▸ WHAT YOU NEED TO DO
As the answer, give a copy of each line below that includes the word "statistics".

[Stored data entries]

*** Begin section ***

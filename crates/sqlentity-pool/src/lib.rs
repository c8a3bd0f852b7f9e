//! Connection pooling for SQLEntity.
//!
//! The pool owns every physical connection in the process. Logical
//! connections check one out while attached (transaction open or a
//! statement executing) and return it on the final detach. Checkout
//! verifies liveness, discards expired connections, and grows the pool
//! up to its configured maximum before making callers wait.

use parking_lot::{Condvar, Mutex, MutexGuard};
use sqlentity_core::context::Context;
use sqlentity_core::driver::DriverFactory;
use sqlentity_core::error::{Error, PoolError, PoolErrorKind, Result};
use std::collections::VecDeque;
use std::sync::Arc;
use std::sync::atomic::{AtomicU64, AtomicUsize, Ordering};
use std::time::{Duration, Instant};

pub mod physical;

pub use physical::PhysicalConnection;

/// Connection pool configuration.
#[derive(Debug, Clone)]
pub struct PoolConfig {
    /// Minimum number of connections to maintain
    pub min_connections: usize,
    /// Maximum number of connections allowed
    pub max_connections: usize,
    /// Connection idle timeout in milliseconds
    pub idle_timeout_ms: u64,
    /// Maximum time to wait for a connection in milliseconds
    pub acquire_timeout_ms: u64,
    /// Maximum lifetime of a connection in milliseconds
    pub max_lifetime_ms: u64,
    /// Test connections before giving them out
    pub test_on_checkout: bool,
}

impl Default for PoolConfig {
    fn default() -> Self {
        Self {
            min_connections: 1,
            max_connections: 10,
            idle_timeout_ms: 600_000,   // 10 minutes
            acquire_timeout_ms: 30_000, // 30 seconds
            max_lifetime_ms: 1_800_000, // 30 minutes
            test_on_checkout: true,
        }
    }
}

impl PoolConfig {
    /// Create a new pool configuration with the given max connections.
    pub fn new(max_connections: usize) -> Self {
        Self {
            max_connections,
            ..Default::default()
        }
    }

    /// Set minimum connections.
    pub fn min_connections(mut self, n: usize) -> Self {
        self.min_connections = n;
        self
    }

    /// Set idle timeout.
    pub fn idle_timeout(mut self, ms: u64) -> Self {
        self.idle_timeout_ms = ms;
        self
    }

    /// Set acquire timeout.
    pub fn acquire_timeout(mut self, ms: u64) -> Self {
        self.acquire_timeout_ms = ms;
        self
    }

    /// Set max lifetime.
    pub fn max_lifetime(mut self, ms: u64) -> Self {
        self.max_lifetime_ms = ms;
        self
    }

    /// Enable/disable test on checkout.
    pub fn test_on_checkout(mut self, enabled: bool) -> Self {
        self.test_on_checkout = enabled;
        self
    }
}

/// Pool statistics.
#[derive(Debug, Clone, Default)]
pub struct PoolStats {
    /// Total number of connections (active + idle)
    pub total_connections: usize,
    /// Number of idle connections
    pub idle_connections: usize,
    /// Number of active connections
    pub active_connections: usize,
    /// Number of pending acquire requests
    pub pending_requests: usize,
}

struct PoolState {
    idle: VecDeque<PhysicalConnection>,
    total: usize,
    closed: bool,
}

struct PoolShared {
    config: PoolConfig,
    factory: Box<dyn DriverFactory>,
    context: Arc<Context>,
    state: Mutex<PoolState>,
    available: Condvar,
    next_index: AtomicU64,
    pending: AtomicUsize,
}

/// The connection pool.
#[derive(Clone)]
pub struct Pool {
    shared: Arc<PoolShared>,
}

impl Pool {
    /// Create a pool and open `min_connections` up front.
    pub fn new(
        config: PoolConfig,
        factory: Box<dyn DriverFactory>,
        context: Arc<Context>,
    ) -> Result<Self> {
        let pool = Self {
            shared: Arc::new(PoolShared {
                config,
                factory,
                context,
                state: Mutex::new(PoolState {
                    idle: VecDeque::new(),
                    total: 0,
                    closed: false,
                }),
                available: Condvar::new(),
                next_index: AtomicU64::new(0),
                pending: AtomicUsize::new(0),
            }),
        };
        for _ in 0..pool.shared.config.min_connections {
            let conn = pool.connect()?;
            let mut state = pool.shared.state.lock();
            state.total += 1;
            state.idle.push_back(conn);
        }
        Ok(pool)
    }

    pub fn config(&self) -> &PoolConfig {
        &self.shared.config
    }

    pub fn context(&self) -> &Arc<Context> {
        &self.shared.context
    }

    /// Check out a physical connection, waiting up to the configured
    /// acquire timeout if the pool is at capacity.
    pub fn acquire(&self) -> Result<PooledConn> {
        self.shared.pending.fetch_add(1, Ordering::SeqCst);
        let result = self.acquire_inner();
        self.shared.pending.fetch_sub(1, Ordering::SeqCst);
        result.map(|conn| PooledConn {
            conn: Some(conn),
            shared: Arc::clone(&self.shared),
        })
    }

    fn acquire_inner(&self) -> Result<PhysicalConnection> {
        let shared = &self.shared;
        let deadline = Instant::now() + Duration::from_millis(shared.config.acquire_timeout_ms);
        let mut state = shared.state.lock();
        loop {
            if state.closed {
                return Err(Error::Pool(PoolError {
                    kind: PoolErrorKind::Closed,
                    message: "pool is closed".to_string(),
                }));
            }

            // Hand out the first idle connection that still checks out.
            while let Some(mut conn) = state.idle.pop_front() {
                if conn.is_dead() || self.expired(&conn) {
                    state.total -= 1;
                    MutexGuard::unlocked(&mut state, || {
                        let _ = conn.close();
                    });
                    continue;
                }
                if shared.config.test_on_checkout {
                    let alive = MutexGuard::unlocked(&mut state, || conn.verify());
                    if !alive {
                        state.total -= 1;
                        MutexGuard::unlocked(&mut state, || {
                            let _ = conn.close();
                        });
                        continue;
                    }
                }
                return Ok(conn);
            }

            // Grow if under the cap.
            if state.total < shared.config.max_connections {
                state.total += 1;
                let opened = MutexGuard::unlocked(&mut state, || self.connect());
                match opened {
                    Ok(conn) => return Ok(conn),
                    Err(e) => {
                        state.total -= 1;
                        shared.available.notify_one();
                        return Err(e);
                    }
                }
            }

            // At capacity: wait for a release.
            let remaining = deadline.saturating_duration_since(Instant::now());
            if remaining.is_zero()
                || shared.available.wait_for(&mut state, remaining).timed_out()
            {
                return Err(Error::Pool(PoolError {
                    kind: PoolErrorKind::Timeout,
                    message: format!(
                        "no connection became available within {} ms",
                        shared.config.acquire_timeout_ms
                    ),
                }));
            }
        }
    }

    fn connect(&self) -> Result<PhysicalConnection> {
        let driver = self.shared.factory.connect()?;
        let index = self.shared.next_index.fetch_add(1, Ordering::Relaxed);
        tracing::debug!(connection = index, "opened physical connection");
        Ok(PhysicalConnection::new(
            index,
            driver,
            Arc::clone(&self.shared.context),
        ))
    }

    fn expired(&self, conn: &PhysicalConnection) -> bool {
        let config = &self.shared.config;
        conn.created_at().elapsed() > Duration::from_millis(config.max_lifetime_ms)
            || conn.idle_since().elapsed() > Duration::from_millis(config.idle_timeout_ms)
    }

    /// Close idle connections past their idle timeout or lifetime,
    /// keeping at least `min_connections` alive. Returns the number
    /// closed.
    pub fn reap_idle(&self) -> usize {
        let shared = &self.shared;
        let idle_timeout = Duration::from_millis(shared.config.idle_timeout_ms);
        let max_lifetime = Duration::from_millis(shared.config.max_lifetime_ms);

        let mut state = shared.state.lock();
        let mut kept = VecDeque::with_capacity(state.idle.len());
        let mut victims = Vec::new();
        while let Some(conn) = state.idle.pop_front() {
            let over_lifetime = conn.created_at().elapsed() > max_lifetime;
            let idle_too_long = conn.idle_since().elapsed() > idle_timeout;
            let above_min = state.total - victims.len() > shared.config.min_connections;
            if conn.is_dead() || over_lifetime || (idle_too_long && above_min) {
                victims.push(conn);
            } else {
                kept.push_back(conn);
            }
        }
        state.idle = kept;
        state.total -= victims.len();
        drop(state);

        let reaped = victims.len();
        for mut conn in victims {
            let _ = conn.close();
        }
        if reaped > 0 {
            tracing::debug!(reaped, "reaped idle connections");
        }
        reaped
    }

    /// Get the current pool statistics.
    pub fn stats(&self) -> PoolStats {
        let state = self.shared.state.lock();
        PoolStats {
            total_connections: state.total,
            idle_connections: state.idle.len(),
            active_connections: state.total - state.idle.len(),
            pending_requests: self.shared.pending.load(Ordering::SeqCst),
        }
    }

    /// Close the pool. Idle connections close now; checked-out ones
    /// close when their guard drops. Subsequent acquires fail.
    pub fn close(&self) {
        let mut state = self.shared.state.lock();
        state.closed = true;
        let victims: Vec<_> = state.idle.drain(..).collect();
        state.total -= victims.len();
        drop(state);
        for mut conn in victims {
            let _ = conn.close();
        }
        self.shared.available.notify_all();
        tracing::debug!("pool closed");
    }

    pub fn is_closed(&self) -> bool {
        self.shared.state.lock().closed
    }
}

impl std::fmt::Debug for Pool {
    fn fmt(&self, f: &mut std::fmt::Formatter<'_>) -> std::fmt::Result {
        let stats = self.stats();
        f.debug_struct("Pool")
            .field("total", &stats.total_connections)
            .field("idle", &stats.idle_connections)
            .field("pending", &stats.pending_requests)
            .finish()
    }
}

/// A physical connection checked out of the pool.
///
/// Returns the connection on drop. A connection dropped while still
/// attached is force-detached first; a dead one is discarded instead of
/// being pooled again.
pub struct PooledConn {
    conn: Option<PhysicalConnection>,
    shared: Arc<PoolShared>,
}

impl PooledConn {
    fn release(shared: &Arc<PoolShared>, mut conn: PhysicalConnection) {
        if conn.is_attached() {
            conn.force_detach();
        }
        let mut state = shared.state.lock();
        if state.closed || conn.is_dead() {
            state.total -= 1;
            MutexGuard::unlocked(&mut state, || {
                let _ = conn.close();
            });
        } else {
            state.idle.push_back(conn);
        }
        drop(state);
        shared.available.notify_one();
    }
}

// `Result::unwrap_err` in tests needs the `Ok` type to be `Debug`.
#[cfg(test)]
impl std::fmt::Debug for PooledConn {
    fn fmt(&self, f: &mut std::fmt::Formatter<'_>) -> std::fmt::Result {
        f.debug_struct("PooledConn").finish_non_exhaustive()
    }
}

impl std::ops::Deref for PooledConn {
    type Target = PhysicalConnection;

    fn deref(&self) -> &Self::Target {
        self.conn.as_ref().expect("connection already returned to pool")
    }
}

impl std::ops::DerefMut for PooledConn {
    fn deref_mut(&mut self) -> &mut Self::Target {
        self.conn.as_mut().expect("connection already returned to pool")
    }
}

impl Drop for PooledConn {
    fn drop(&mut self) {
        if let Some(conn) = self.conn.take() {
            Self::release(&self.shared, conn);
        }
    }
}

*** End section ***

▸ RESPONSE BOX
/// Pool statistics.
    /// Get the current pool statistics.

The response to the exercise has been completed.